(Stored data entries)
===============
use anyhow::Result;
use serde::{Deserialize, Serialize};
use std::path::{Path, PathBuf};

#[derive(Debug, Clone, Serialize, Deserialize)]
pub struct Config {
    #[serde(default = "default_db_path")]
    pub db_path: PathBuf,

    #[serde(default = "default_images_dir")]
    pub images_dir: PathBuf,

    #[serde(default)]
    pub reminders: ReminderConfig,
}

#[derive(Debug, Clone, Serialize, Deserialize)]
pub struct ReminderConfig {
    /// How many days ahead of the due date a reminder counts as due.
    #[serde(default = "default_lookahead_days")]
    pub lookahead_days: u32,
}

fn default_lookahead_days() -> u32 {
    0
}

impl Default for ReminderConfig {
    fn default() -> Self {
        Self {
            lookahead_days: default_lookahead_days(),
        }
    }
}

fn default_db_path() -> PathBuf {
    dirs::data_dir()
        .unwrap_or_else(|| PathBuf::from("."))
        .join("shohin")
        .join("shohin.db")
}

fn default_images_dir() -> PathBuf {
    dirs::data_dir()
        .unwrap_or_else(|| PathBuf::from("."))
        .join("shohin")
        .join("images")
}

impl Default for Config {
    fn default() -> Self {
        Self {
            db_path: default_db_path(),
            images_dir: default_images_dir(),
            reminders: ReminderConfig::default(),
        }
    }
}

impl Config {
    /// Load configuration, creating a default config file on first run.
    ///
    /// `override_path` takes precedence over the standard location.
    pub fn load(override_path: Option<&Path>) -> Result<Self> {
        let config_path = match override_path {
            Some(p) => p.to_path_buf(),
            None => Self::config_path(),
        };

        if config_path.exists() {
            let content = std::fs::read_to_string(&config_path)?;
            let config: Config = toml::from_str(&content)?;
            Ok(config)
        } else {
            let config = Config::default();
            config.save_to(&config_path)?;
            Ok(config)
        }
    }

    fn save_to(&self, config_path: &Path) -> Result<()> {
        if let Some(parent) = config_path.parent() {
            std::fs::create_dir_all(parent)?;
        }

        let content = toml::to_string_pretty(self)?;
        std::fs::write(config_path, content)?;

        Ok(())
    }

    fn config_path() -> PathBuf {
        dirs::config_dir()
            .unwrap_or_else(|| PathBuf::from("."))
            .join("shohin")
            .join("config.toml")
    }
}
===============
TASK GOAL ::
Where the line containing "let content = toml::to_string_pretty(self)?;" appears, start copying, and go on exactly through the last line of the data.

OUTPUT OF THE TASK ::
        let content = toml::to_string_pretty(self)?;
        std::fs::write(config_path, content)?;

        Ok(())
    }

    fn config_path() -> PathBuf {
        dirs::config_dir()
            .unwrap_or_else(|| PathBuf::from("."))
            .join("shohin")
            .join("config.toml")
    }
}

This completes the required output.